Bianchi I LQC, Kasner transitions and inflation

[marcus]

Slides and audio for this talk by Brajesh Gupt were posted online today.

LQC bounce creates conditions for inflation. It's important to extend the quantum bounce model to anistropic cases, such as Bianchi I. Anisotropy can affect what one expects from the ensuing inflationary episode. Here are the questions posed and addressed in the talk.

==quote slide#3==
Kasner Transitions:

• What is the relation between the geometrical nature of spacetime in pre and post bounce regime?
• Are there transitions from one type to other?
• Are some transitions favored over others? If yes, depending on what?

Inflation:

• Does anisotropy prevent inflation?
• How does LQC modify the dynamics and the amount of inflation?
• How is the amount of inflation affected as compared to the isotropic spacetime?

==endquote==

Here are the conclusions drawn in Brajesh's talk:

==quote slide#18==

• There are Kasner transitions across the bounce in Bianchi-I spacetime
• These transitions follow a pattern and depending on anisotropy and matter content some of them are favored- “selection rule”
• Inflation takes place irrespective of the initial anisotropic shear
• Anisotropy may enhance or reduce the amount of inflation depending on the initial conditions on the inflaton velocity
• Bianchi-I spacetime widens the window of the value of inflaton at the bounce, for a given number of e-foldings

==endquote==

http://relativity.phys.lsu.edu/ilqgs/
http://relativity.phys.lsu.edu/ilqgs/gupt032613.pdf
http://relativity.phys.lsu.edu/ilqgs/gupt032613.wav

 

[member 11137]

Slides and audio for this talk by Brajesh Gupt were posted online today.

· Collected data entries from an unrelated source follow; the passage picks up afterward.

// Copyright 2026 the Strata Authors
// SPDX-License-Identifier: Apache-2.0 OR MIT

//! Bounded quadtree backend over a reusable node arena.

use core::fmt::Debug;

use strata_collections::Sequence;

use crate::backend::{DebugCanvas, SpatialIndex};
use crate::error::{IndexError, IndexResult};
use crate::types::Aabb;

/// Default number of boxes a node at the depth limit may hold.
pub const DEFAULT_NODE_CAPACITY: usize = 128;

/// Deepest tree [`Quadtree::new`] accepts.
pub const MAX_SUPPORTED_DEPTH: u32 = 10;

/// Configuration for [`Quadtree`].
#[derive(Copy, Clone, Debug, PartialEq)]
pub struct QuadtreeConfig {
    /// Area covered by the root. Boxes outside it are not stored.
    pub area: Aabb,
    /// Number of levels, root included. Nodes on the last level never subdivide.
    pub max_depth: u32,
    /// Boxes a leaf holds before the next insert subdivides it.
    pub max_box_count: usize,
    /// Maximum boxes in a node on the last level.
    pub node_capacity: usize,
}

impl Default for QuadtreeConfig {
    fn default() -> Self {
        Self {
            area: Aabb::new(0.0, 0.0, 800.0, 600.0),
            max_depth: 6,
            max_box_count: 8,
            node_capacity: DEFAULT_NODE_CAPACITY,
        }
    }
}

#[derive(Clone)]
struct Node {
    area: Aabb,
    boxes: Sequence<Aabb>,
    /// `[nw, ne, sw, se]` arena indices once subdivided.
    children: Option<[usize; 4]>,
}

impl Node {
    fn new(area: Aabb) -> Self {
        Self {
            area,
            boxes: Sequence::new(),
            children: None,
        }
    }

    fn reset(&mut self, area: Aabb) {
        self.area = area;
        self.boxes.clear();
        self.children = None;
    }
}

/// Region quadtree with a depth limit.
///
/// Nodes live in an arena addressed by index. The arena is reserved for the
/// deepest possible tree up front; [`clear`](SpatialIndex::clear) rewinds it
/// to a single root leaf in O(1) and later subdivisions reuse the old nodes
/// and their buffers.
///
/// A leaf holding `max_box_count` boxes subdivides on the next insert and
/// hands its boxes to the overlapping quadrants. Subdivision is permanent
/// until `clear`. Straddling boxes are stored in every quadrant they touch.
///
/// An insert that overflows a last-level node returns
/// [`IndexError::NodeFull`]; copies already placed in sibling quadrants stay.
pub struct Quadtree {
    config: QuadtreeConfig,
    nodes: Vec<Node>,
    in_use: usize,
}

impl Quadtree {
    /// Create a tree holding only an empty root.
    pub fn new(config: QuadtreeConfig) -> IndexResult<Self> {
        let invalid = |reason| IndexError::InvalidConfig {
            strategy: "quadtree",
            reason,
        };
        if !config.area.has_area() {
            return Err(invalid("area must have a finite, positive size"));
        }
        if !(1..=MAX_SUPPORTED_DEPTH).contains(&config.max_depth) {
            return Err(invalid("max_depth must be between 1 and 10"));
        }
        if config.node_capacity == 0 {
            return Err(invalid("node_capacity must be at least 1"));
        }
        if config.max_box_count == 0 || config.max_box_count > config.node_capacity {
            return Err(invalid("max_box_count must be in 1..=node_capacity"));
        }
        // Nodes in a full tree: 1 + 4 + ... + 4^(max_depth - 1).
        let pool = (4_usize.pow(config.max_depth) - 1) / 3;
        let mut nodes = Vec::with_capacity(pool);
        nodes.push(Node::new(config.area));
        Ok(Self {
            config,
            nodes,
            in_use: 1,
        })
    }

    /// The configuration the tree was built with.
    pub fn config(&self) -> &QuadtreeConfig {
        &self.config
    }

    /// Nodes currently part of the tree, root included.
    pub fn node_count(&self) -> usize {
        self.in_use
    }

    /// Whether the root has subdivided.
    pub fn is_subdivided(&self) -> bool {
        self.nodes[0].children.is_some()
    }

    fn alloc(&mut self, area: Aabb) -> usize {
        let index = self.in_use;
        if let Some(node) = self.nodes.get_mut(index) {
            node.reset(area);
        } else {
            self.nodes.push(Node::new(area));
        }
        self.in_use += 1;
        index
    }

    fn subdivide(&mut self, node: usize, depth: u32) -> IndexResult<()> {
        tracing::trace!(node, depth, "quadtree node subdividing");
        let quadrants = self.nodes[node].area.quadrants();
        let mut children = [0; 4];
        for (slot, area) in children.iter_mut().zip(quadrants) {
            *slot = self.alloc(area);
        }
        self.nodes[node].children = Some(children);

        let mut boxes = core::mem::take(&mut self.nodes[node].boxes);
        let moved = boxes.iter().try_for_each(|b| {
            children
                .iter()
                .try_for_each(|&child| self.insert_at(child, *b, depth + 1))
        });
        // Hand the emptied buffer back so the node keeps its allocation.
        boxes.clear();
        self.nodes[node].boxes = boxes;
        moved
    }

    fn insert_at(&mut self, node: usize, aabb: Aabb, depth: u32) -> IndexResult<()> {
        if !self.nodes[node].area.overlaps(&aabb) {
            return Ok(());
        }

        if depth + 1 >= self.config.max_depth {
            let capacity = self.config.node_capacity;
            let boxes = &mut self.nodes[node].boxes;
            if boxes.len() >= capacity {
                tracing::debug!(depth, capacity, "quadtree node full");
                return Err(IndexError::NodeFull { depth, capacity });
            }
            boxes.push(aabb);
            return Ok(());
        }

        if self.nodes[node].children.is_none()
            && self.nodes[node].boxes.len() >= self.config.max_box_count
        {
            self.subdivide(node, depth)?;
        }

        if let Some(children) = self.nodes[node].children {
            for child in children {
                self.insert_at(child, aabb, depth + 1)?;
            }
            return Ok(());
        }

        self.nodes[node].boxes.push(aabb);
        Ok(())
    }

    fn query_at(&self, node: usize, area: &Aabb, out: &mut Sequence<Aabb>) {
        let n = &self.nodes[node];
        if !n.area.overlaps(area) {
            return;
        }
        if let Some(children) = n.children {
            for child in children {
                self.query_at(child, area, out);
            }
        }
        out.extend_from_slice(&n.boxes);
    }

    fn draw_at(&self, node: usize, canvas: &mut dyn DebugCanvas) {
        let n = &self.nodes[node];
        if let Some(children) = n.children {
            for child in children {
                self.draw_at(child, canvas);
            }
        }
        canvas.stroke_rect(n.area.into());
    }
}

impl Debug for Quadtree {
    fn fmt(&self, f: &mut core::fmt::Formatter<'_>) -> core::fmt::Result {
        let live = &self.nodes[..self.in_use];
        let leaves = live.iter().filter(|n| n.children.is_none()).count();
        let entries: usize = live.iter().map(|n| n.boxes.len()).sum();
        f.debug_struct("Quadtree")
            .field("area", &self.config.area)
            .field("max_depth", &self.config.max_depth)
            .field("max_box_count", &self.config.max_box_count)
            .field("nodes", &self.in_use)
            .field("leaves", &leaves)
            .field("entries", &entries)
            .finish_non_exhaustive()
    }
}

impl SpatialIndex for Quadtree {
    fn insert(&mut self, aabb: Aabb) -> IndexResult<()> {
        self.insert_at(0, aabb, 0)
    }

    fn query_into(&self, area: Aabb, out: &mut Sequence<Aabb>) {
        self.query_at(0, &area, out);
    }

    fn clear(&mut self) {
        self.in_use = 1;
        let area = self.config.area;
        self.nodes[0].reset(area);
    }

    fn debug_draw(&self, canvas: &mut dyn DebugCanvas) {
        self.draw_at(0, canvas);
    }
}

#[cfg(test)]
mod tests {
    use super::*;

    fn tree(max_depth: u32, max_box_count: usize) -> Quadtree {
        Quadtree::new(QuadtreeConfig {
            area: Aabb::new(0.0, 0.0, 8.0, 8.0),
            max_depth,
            max_box_count,
            node_capacity: DEFAULT_NODE_CAPACITY,
        })
        .unwrap()
    }

    #[test]
    fn second_box_triggers_one_subdivision() {
        let mut t = tree(4, 1);
        let a = Aabb::new(1.0, 1.0, 1.0, 1.0);
        let b = Aabb::new(5.0, 5.0, 1.0, 1.0);
        t.insert(a).unwrap();
        assert!(!t.is_subdivided());
        assert_eq!(t.node_count(), 1);
        t.insert(b).unwrap();
        assert!(t.is_subdivided());
        assert_eq!(t.node_count(), 5);
        let hits = t.query(Aabb::new(0.0, 0.0, 8.0, 8.0));
        assert_eq!(hits.len(), 2);
        assert_eq!(hits.iter().filter(|h| **h == a).count(), 1);
        assert_eq!(hits.iter().filter(|h| **h == b).count(), 1);
    }

    #[test]
    fn children_come_before_local_boxes_and_prune_by_area() {
        let mut t = tree(3, 1);
        t.insert(Aabb::new(1.0, 1.0, 1.0, 1.0)).unwrap();
        t.insert(Aabb::new(5.0, 5.0, 1.0, 1.0)).unwrap();
        // Only the nw quadrant overlaps.
        let hits = t.query(Aabb::new(0.5, 0.5, 2.0, 2.0));
        assert_eq!(hits.as_slice(), &[Aabb::new(1.0, 1.0, 1.0, 1.0)]);
    }

    #[test]
    fn straddling_box_is_stored_per_quadrant() {
        let mut t = tree(2, 1);
        t.insert(Aabb::new(0.5, 0.5, 1.0, 1.0)).unwrap();
        t.insert(Aabb::new(3.0, 3.0, 2.0, 2.0)).unwrap();
        let hits = t.query(Aabb::new(0.0, 0.0, 8.0, 8.0));
        assert_eq!(hits.len(), 5);
    }

    #[test]
    fn last_level_overflow_is_reported() {
        let mut t = Quadtree::new(QuadtreeConfig {
            area: Aabb::new(0.0, 0.0, 8.0, 8.0),
            max_depth: 1,
            max_box_count: 2,
            node_capacity: 2,
        })
        .unwrap();
        t.insert(Aabb::new(1.0, 1.0, 1.0, 1.0)).unwrap();
        t.insert(Aabb::new(2.0, 2.0, 1.0, 1.0)).unwrap();
        assert_eq!(
            t.insert(Aabb::new(3.0, 3.0, 1.0, 1.0)),
            Err(IndexError::NodeFull {
                depth: 0,
                capacity: 2
            })
        );
        assert!(!t.is_subdivided());
    }

    #[test]
    fn boxes_outside_the_area_are_dropped() {
        let mut t = tree(3, 4);
        t.insert(Aabb::new(20.0, 20.0, 1.0, 1.0)).unwrap();
        assert!(t.query(Aabb::new(0.0, 0.0, 100.0, 100.0)).is_empty());
    }

    #[test]
    fn clear_rewinds_and_reuses_nodes() {
        let mut t = tree(4, 1);
        for i in 0..6_u8 {
            let v = f32::from(i);
            t.insert(Aabb::new(v, v, 0.5, 0.5)).unwrap();
        }
        let grown = t.node_count();
        assert!(grown > 5);
        let reserved = t.nodes.capacity();
        t.clear();
        assert_eq!(t.node_count(), 1);
        assert!(!t.is_subdivided());
        assert!(t.query(Aabb::new(0.0, 0.0, 8.0, 8.0)).is_empty());
        t.insert(Aabb::new(1.0, 1.0, 1.0, 1.0)).unwrap();
        t.insert(Aabb::new(5.0, 5.0, 1.0, 1.0)).unwrap();
        assert_eq!(t.node_count(), 5);
        assert_eq!(t.nodes.capacity(), reserved);
        assert_eq!(t.query(Aabb::new(0.0, 0.0, 8.0, 8.0)).len(), 2);
    }

    #[test]
    fn debug_draw_strokes_children_first() {
        let mut t = tree(4, 1);
        t.insert(Aabb::new(1.0, 1.0, 1.0, 1.0)).unwrap();
        t.insert(Aabb::new(5.0, 5.0, 1.0, 1.0)).unwrap();
        let mut canvas: Vec<kurbo::Rect> = Vec::new();
        t.debug_draw(&mut canvas);
        assert_eq!(canvas.len(), 5);
        assert_eq!(canvas[0], kurbo::Rect::new(0.0, 0.0, 4.0, 4.0));
        assert_eq!(canvas[4], kurbo::Rect::new(0.0, 0.0, 8.0, 8.0));
        assert_eq!(t.node_count(), 5);
    }

    #[test]
    fn rejects_bad_depth_and_threshold() {
        let base = QuadtreeConfig::default();
        for bad in [
            QuadtreeConfig {
                max_depth: 0,
                ..base
            },
            QuadtreeConfig {
                max_depth: MAX_SUPPORTED_DEPTH + 1,
                ..base
            },
            QuadtreeConfig {
                max_box_count: base.node_capacity + 1,
                ..base
            },
        ] {
            assert!(Quadtree::new(bad).is_err());
        }
    }
}
// Copyright 2026 the Strata Authors
// SPDX-License-Identifier: Apache-2.0 OR MIT

//! `strata-bench`: time every spatial strategy on one workload and print a JSON report.

use std::io::Write;
use std::process::ExitCode;

use clap::{Parser, ValueEnum};
use tracing_subscriber::EnvFilter;

use strata_bench::{BenchError, BenchResult, Distribution, Report, Workload, run_benchmark};
use strata_index::{
    Aabb, GridConfig, NaiveConfig, QuadtreeConfig, SpatialHashConfig, Strategy, StrategyConfig,
};

#[derive(Copy, Clone, Debug, PartialEq, Eq, ValueEnum)]
enum StrategyArg {
    Naive,
    Grid,
    SpatialHash,
    Quadtree,
    All,
}

#[derive(Copy, Clone, Debug, PartialEq, Eq, ValueEnum)]
enum DistributionArg {
    Uniform,
    Clustered,
}

#[derive(Debug, Parser)]
#[command(
    name = "strata-bench",
    version,
    about = "Compare naive, grid, spatial hash and quadtree indexes"
)]
struct Cli {
    /// Strategy to run.
    #[arg(short, long, value_enum, default_value_t = StrategyArg::All)]
    strategy: StrategyArg,
    /// Box counts to measure, comma separated.
    #[arg(short, long, value_delimiter = ',', default_values_t = [100_u32, 500, 1000, 2000])]
    counts: Vec<u32>,
    /// Cycles per box count.
    #[arg(short, long, default_value_t = 10)]
    iterations: u32,
    /// Spatial distribution of box origins.
    #[arg(short, long, value_enum, default_value_t = DistributionArg::Uniform)]
    distribution: DistributionArg,
    /// Cluster centres for the clustered distribution.
    #[arg(long, default_value_t = 8)]
    clusters: u32,
    /// RNG seed for the population.
    #[arg(long, default_value_t = 0x5eed)]
    seed: u64,
    /// World extent as WIDTHxHEIGHT.
    #[arg(long, value_parser = parse_pair::<f32>, default_value = "800x600")]
    world_size: (f32, f32),
    /// Side length of every box.
    #[arg(long, default_value_t = 8.0)]
    box_size: f32,
    /// Grid cells as COLSxROWS; also sets the spatial hash cell size.
    #[arg(long, value_parser = parse_pair::<u32>, default_value = "16x12")]
    grid_cells: (u32, u32),
    /// Spatial hash bucket count.
    #[arg(long, default_value_t = 1024)]
    hash_buckets: usize,
    /// Quadtree depth limit, root included.
    #[arg(long, default_value_t = 6)]
    max_depth: u32,
    /// Boxes a quadtree leaf holds before it subdivides.
    #[arg(long, default_value_t = 8)]
    max_box_count: usize,
    /// Pretty-print the JSON report.
    #[arg(long)]
    pretty: bool,
}

fn parse_pair<T: std::str::FromStr>(s: &str) -> Result<(T, T), String> {
    let (a, b) = s
        .split_once(['x', 'X'])
        .ok_or_else(|| format!("expected AxB, got `{s}`"))?;
    let parse = |v: &str| {
        v.trim()
            .parse::<T>()
            .map_err(|_| format!("`{v}` is not a valid number"))
    };
    Ok((parse(a)?, parse(b)?))
}

impl Cli {
    fn world(&self) -> Aabb {
        Aabb::new(0.0, 0.0, self.world_size.0, self.world_size.1)
    }

    fn workload(&self) -> Workload {
        let world = self.world();
        let distribution = match self.distribution {
            DistributionArg::Uniform => Distribution::Uniform,
            DistributionArg::Clustered => Distribution::Clustered {
                clusters: self.clusters,
                spread: world.w.min(world.h) / 10.0,
            },
        };
        Workload {
            world,
            box_size: self.box_size,
            distribution,
            seed: self.seed,
        }
    }

    fn configs(&self) -> BenchResult<Vec<StrategyConfig>> {
        let world = self.world();
        let (cols, rows) = self.grid_cells;
        if cols == 0 || rows == 0 {
            return Err(BenchError::Args("grid cells must be at least 1x1".into()));
        }
        #[allow(
            clippy::cast_precision_loss,
            reason = "Cell counts are far below f32's exact integer range."
        )]
        let (cell_w, cell_h) = (world.w / cols as f32, world.h / rows as f32);

        let naive: StrategyConfig = NaiveConfig.into();
        let grid: StrategyConfig = GridConfig {
            world,
            cols,
            rows,
            ..GridConfig::default()
        }
        .into();
        let hash: StrategyConfig = SpatialHashConfig {
            cell_w,
            cell_h,
            bucket_count: self.hash_buckets,
            view: world,
            ..SpatialHashConfig::default()
        }
        .into();
        let quadtree: StrategyConfig = QuadtreeConfig {
            area: world,
            max_depth: self.max_depth,
            max_box_count: self.max_box_count,
            ..QuadtreeConfig::default()
        }
        .into();

        Ok(match self.strategy {
            StrategyArg::Naive => vec![naive],
            StrategyArg::Grid => vec![grid],
            StrategyArg::SpatialHash => vec![hash],
            StrategyArg::Quadtree => vec![quadtree],
            StrategyArg::All => vec![naive, grid, hash, quadtree],
        })
    }
}

fn run(cli: &Cli) -> BenchResult<()> {
    if cli.counts.is_empty() {
        return Err(BenchError::Args("at least one box count is required".into()));
    }
    let workload = cli.workload();
    let mut reports: Vec<Report> = Vec::new();
    for config in cli.configs()? {
        let mut strategy = Strategy::new(config)?;
        let report = run_benchmark(&mut strategy, &workload, &cli.counts, cli.iterations)?;
        for record in &report.records {
            tracing::info!(
                strategy = %report.strategy,
                box_count = record.box_count,
                average_ms = record.average,
                min_ms = record.min,
                max_ms = record.max,
                "summary"
            );
        }
        reports.push(report);
    }

    let mut out = std::io::stdout().lock();
    if cli.pretty {
        serde_json::to_writer_pretty(&mut out, &reports)?;
    } else {
        serde_json::to_writer(&mut out, &reports)?;
    }
    writeln!(out)?;
    Ok(())
}

fn main() -> ExitCode {
    tracing_subscriber::fmt()
        .with_env_filter(
            EnvFilter::try_from_default_env().unwrap_or_else(|_| EnvFilter::new("info")),
        )
        .with_writer(std::io::stderr)
        .init();

    let cli = Cli::parse();
    match run(&cli) {
        Ok(()) => ExitCode::SUCCESS,
        Err(err) => {
            tracing::error!(%err, "benchmark failed");
            ExitCode::FAILURE
        }
    }
}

LQC bounce creates conditions for inflation. It's important to extend the quantum bounce model to anistropic cases, such as Bianchi I. Anisotropy can affect what one expects from the ensuing inflationary episode. Here are the questions posed and addressed in the talk.

==quote slide#3==
Kasner Transitions:

• What is the relation between the geometrical nature of spacetime in pre and post bounce regime?
• Are there transitions from one type to other?
• Are some transitions favored over others? If yes, depending on what?

Inflation:

• Does anisotropy prevent inflation?
• How does LQC modify the dynamics and the amount of inflation?
• How is the amount of inflation affected as compared to the isotropic spacetime?

==endquote==

Here are the conclusions drawn in Brajesh's talk:

==quote slide#18==

• There are Kasner transitions across the bounce in Bianchi-I spacetime
• These transitions follow a pattern and depending on anisotropy and matter content some of them are favored- “selection rule”
• Inflation takes place irrespective of the initial anisotropic shear
• Anisotropy may enhance or reduce the amount of inflation depending on the initial conditions on the inflaton velocity
• Bianchi-I spacetime widens the window of the value of inflaton at the bounce, for a given number of e-foldings

==endquote==

http://relativity.phys.lsu.edu/ilqgs/
http://relativity.phys.lsu.edu/ilqgs/gupt032613.pdf
http://relativity.phys.lsu.edu/ilqgs/gupt032613.wav

It is said that a Kasner's metric has something to do with the study of gravitational chaos. Can the "Kasner's exponents" (see the link) be compared with some probabilities (the sum must be 1) or with some probabilities of existence (the sum of the squares must be 1)? My underlying question -perhaps a little bit unclear and, I am sorry, at the frontier of actual physics- is: if, what is called a "wave" in Quantum physics would "only" be series of states taken in that gravitational chaos, then would this picture make our theories incoherent?

 

[marcus]

If anyone wants to look the background paper for Gupt's talk
http://arxiv.org/abs/1205.6763

Hi Blackforest, I'm glad to see you back again and appreciate your comment on this. I think of Bianchi I cases as a sort of toy model to study anisotropy. They are some of the simplest anisotropic cases, where you have 3 different directions which can contract, bounce, expand at different rates.

If expansion is much more rapid in one direction than in the other two, you could describe it as "cigar type"
(think long and skinny.)
If expansion is much slower in one than in the other two, you could call it "pancake type" (think thin and spread out.)

In the LQC bounce Singh and Gupt found that the type could change. You could have contraction of one type that somehow bounces resulting in expansion of a different type. I haven't studied this and can't explain it. So I won't be able to respond to your question. They found that some transitions are allowed but not others.

I think what this amounts to is studying the anisotropic bounce in simple toy model cases so as to make gradual incremental gains in understanding. A realistic bounce would be much more complicated, but one can learn something by studying these simple cases.

It's late here. You got me interested in the and I stayed up long past bedtime. :-) Time to turn in.